Mayor Mark Begich remarks
Molly Hootch 30-Year Anniversary Review
8:30 a.m.; Feb. 27, 2004; UAACuddyCenter

(Note: This is not a precise transcript of the Mayor’s remarks.)

Good morning – thanks for participating in this important symposium.

You may wonder what the mayor of Anchorage has to do with a 30-year old lawsuit involving rural schools. When a young Legal Services lawyer named Chris Cooke filed the suits that got the ball rolling in 1971, I was in elementary school here in Anchorage.

But as you know, the Molly Hootch case is one of the most far-reaching public policy decisions in modern Alaska history. It not only affected how students are educated in the smallest rural Alaska villages, it continues to affect education and public policy across this state, including in Alaska’s largest city.

I suspect most people in this room know that Anchorage is home to about 40 percent of our state’s population. What all of you may not know is that Anchorage is also Alaska’s largest village, with more Native Alaskans than any other community in the state.

Of the nearly 50,000 students in the Anchorage School District, about 13 percent or more than 6,000 students are Alaska Natives. They are one of the reasons Anchorage enjoys such a rich cultural diversity, with 93 different languages spoken in our schools.

Unfortunately, some Native students in our schools also have their share of problems, at least according to the statistics – higher dropout rates, less success in federal No Child Left Behind benchmarks. We’re trying to address some of these problems with specialized programs, like at both East and West high schools, which serve over 500 Native students.

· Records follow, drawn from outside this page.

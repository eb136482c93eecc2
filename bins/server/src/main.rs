//! Registra API Server
//!
//! Main entry point for the form intake service.

use std::sync::Arc;

use tokio::net::TcpListener;
use tracing::{info, warn};
use tracing_subscriber::{layer::SubscriberExt, util::SubscriberInitExt};

use registra_api::{AppState, EmailNotifier, create_router, shutdown_signal};
use registra_core::forms::FormKind;
use registra_core::storage::{StorageConfig, StorageService};
use registra_core::submission::{ProcessorSettings, SubmissionProcessor};
use registra_db::{SubmissionRepository, connect};
use registra_shared::{AppConfig, EmailService};

#[tokio::main]
async fn main() -> anyhow::Result<()> {
    // Load environment variables from .env file
    dotenvy::dotenv().ok();

    // Initialize tracing
    tracing_subscriber::registry()
        .with(
            tracing_subscriber::EnvFilter::try_from_default_env()
                .unwrap_or_else(|_| "registra=debug,tower_http=debug".into()),
        )
        .with(tracing_subscriber::fmt::layer())
        .init();

    // Load configuration
    let config = AppConfig::load()?;

    // Connect to database
    let db = connect(&config.database).await?;
    info!("Connected to database");

    // Object storage, one operator per bucket any form writes to
    let storage_config = StorageConfig::try_from(&config.storage)?;
    let max_file_size = usize::try_from(storage_config.max_file_size).unwrap_or(usize::MAX);
    let storage = StorageService::from_config(storage_config, FormKind::buckets())?;
    info!(provider = storage.provider_name(), "Storage configured");

    // Email is optional; without a key submissions still succeed
    if config.email.is_enabled() {
        info!(
            smtp_host = %config.email.smtp_host,
            smtp_port = %config.email.smtp_port,
            "Email service configured"
        );
    } else {
        warn!("No email API key configured, confirmation emails are disabled");
    }
    let email_service = Arc::new(EmailService::new(config.email.clone()));

    let processor = Arc::new(SubmissionProcessor::new(
        Arc::new(storage),
        Arc::new(SubmissionRepository::new(db)),
        Arc::new(EmailNotifier::new(email_service)),
        ProcessorSettings {
            frontend_url: config.email.frontend_url.clone(),
        },
    ));

    // Create application state
    let state = AppState {
        processor: Arc::clone(&processor),
        max_file_size,
        max_body_bytes: config.server.max_body_bytes,
    };

    // Create router
    let app = create_router(state);

    // Start server
    let addr = format!("{}:{}", config.server.host, config.server.port);
    let listener = TcpListener::bind(&addr).await?;
    info!("Server listening on {}", addr);

    axum::serve(listener, app)
        .with_graceful_shutdown(shutdown_signal())
        .await?;

    // Let queued confirmation emails finish
    processor.shutdown().await;
    info!("Server stopped");

    Ok(())
}
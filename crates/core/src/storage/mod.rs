//! Object storage for submitted files using Apache OpenDAL.
//!
//! This module provides vendor-agnostic object storage with support for:
//! - S3-compatible: Supabase Storage, Cloudflare R2, AWS S3
//! - Local filesystem (development only)
//! - In-process memory (tests)
//!
//! # Architecture
//!
//! ```text
//! ┌─────────────────────────────────────────────────────────────────┐
//! │                    ObjectStore (port)                            │
//! │   upload(bucket, key, bytes, type)   public_url(bucket, path)    │
//! ├─────────────────────────────────────────────────────────────────┤
//! │                  StorageService (OpenDAL)                        │
//! │        one Operator per bucket: op.write_with / op.delete        │
//! └─────────────────────────────────────────────────────────────────┘
//! ```

mod config;
mod error;
mod service;

pub use config::{StorageConfig, StorageProvider};
pub use error::StorageError;
pub use service::{ObjectStore, StorageService, StoredObject};
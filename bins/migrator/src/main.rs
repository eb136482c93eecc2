//! Database migration runner for Registra.
//!
//! Usage:
//!   migrator up      - Create the submission tables
//!   migrator down    - Drop them again
//!   migrator status  - Show migration status
//!   migrator fresh   - Drop all tables and re-run migrations

use sea_orm_migration::prelude::*;
use registra_db::migration::Migrator;

#[tokio::main]
async fn main() {
    dotenvy::dotenv().ok();

    // The migrator CLI reads DATABASE_URL and sets up its own tracing
    cli::run_cli(Migrator).await;
}
//! The submission workflow: upload files, persist one record, notify.
//!
//! ```text
//! Submission ──► UploadOrchestrator ──► SubmissionStore::insert ──► Notifier (background)
//!                  all or nothing          only after every upload     never affects the result
//! ```

mod error;
mod ports;
mod processor;
mod types;

pub use error::SubmissionError;
pub use ports::{Notification, Notifier, NotifyError, SavedRecord, StoreError, SubmissionStore};
pub use processor::{ProcessorSettings, SubmissionProcessor};
pub use types::{Receipt, Record, SavedSubmission, Submission};
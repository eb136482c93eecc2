//! HTTP intake layer with Axum routes.
//!
//! This crate provides:
//! - The `/formularios` submission routes
//! - The multipart/JSON intake extractor
//! - Error responses
//! - The email adapter for the core `Notifier` port
//! - Shutdown signal handling for the server binary

pub mod error;
pub mod intake;
pub mod notify;
pub mod routes;
pub mod shutdown;

use axum::{Router, extract::DefaultBodyLimit};
use std::sync::Arc;
use tower_http::cors::{Any, CorsLayer};
use tower_http::trace::TraceLayer;

use registra_core::submission::SubmissionProcessor;

pub use error::ApiError;
pub use notify::EmailNotifier;
pub use shutdown::shutdown_signal;

/// Application state shared across handlers.
#[derive(Clone)]
pub struct AppState {
    /// Runs submissions through upload, persistence and notification.
    pub processor: Arc<SubmissionProcessor>,
    /// Largest accepted single file, in bytes.
    pub max_file_size: usize,
    /// Largest accepted request body, in bytes.
    pub max_body_bytes: usize,
}

/// Creates the main application router.
pub fn create_router(state: AppState) -> Router {
    Router::new()
        .merge(routes::api_routes())
        .fallback(routes::not_found)
        .layer(DefaultBodyLimit::max(state.max_body_bytes))
        .layer(TraceLayer::new_for_http())
        .layer(
            CorsLayer::new()
                .allow_origin(Any)
                .allow_methods(Any)
                .allow_headers(Any),
        )
        .with_state(state)
}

Carol Comeau and Anchorage educators do an excellent job with too few resources.

I sometimes wonder what Anchorage schools and our state generally would be like without the Molly Hootch case. Without a doubt, I believe we’d be significantly worse off. Instead of rural students getting good educations in their own communities, many would have been forced to move to urban areas. This would have seriously eroded the strength of Native villages across our state.

Consider the case of Rampart, which was forced to close its school a few years ago. Families still living in the village with school-aged children have largely left, moved to Fairbanks or elsewhere.

Unfortunately, we’re starting to see that trend on a larger scale because of our state’s inability to deal with our fiscal crisis. State assistance to communities has been cut further and further in recent years. Anchorage lost $11 million from state cuts to Municipal Assistance and Revenue Sharing. That’s a big hit. But we’ve been able to adjust because we have the tax base to support it.

That’s not the case in rural Alaska. A few weeks ago, I participated in a state mayor’s conference in Juneau. I heard from one rural mayor after another how they are being forced to cut the most vital services – public safety, road maintenance, utilities.

That’s a chief reason why the state’s mayors agreed unanimously to send a wake up call to the Legislature to do something about the fiscal gap this year. Our own Assembly also weighed into the debate, putting an advisory vote on this April’s city election urging legislative action on the budget gap.

Time will tell whether our legislators pay attention.

In the meantime, we know that so much of what happens in Alaska – both good and bad - is a result of what happens outside our city’s borders. Certainly, the wealth of Alaska’s urban centers comes from rural Alaska – both in terms of natural resources and our rich cultural diversity. I suspect many of you are familiar with the report produced periodically by the regional corporation presidents about the economic value of Native corporations.

It found that the 13 Native profit corporations and 30 village corporations produce nearly 3 billion-dollars in revenues and assets for our state. And that doesn’t begin to account for the additional revenue, jobs and other benefits created by villages and traditional councils.

I believe as Anchorage benefits from the wealth produced by Native organizations and rural communities, we have an obligation to rural Alaska. To open the doors of our community, to do all we can to make sure the benefits are not a one-way street but a two-way street.

That’s one reason I was proud to stand with rural Alaska a few years ago when I was on the Assembly. That’s when the legislature was pushing an education bill that would have benefited Anchorage, but would have hurt rural Alaska. I led the charge against it and said every community in this state needs to be treated fairly and equally.

We are in this boat together, rural Alaska and Anchorage. That includes not only education, but health issues, crime, economic development – the whole gamut.

I look forward to a report of your discussion of the implications of the Molly Hootch case for the future. It was certainly a ground-breaking case which will be felt across our state for generations. Thank you for letting me visit with you.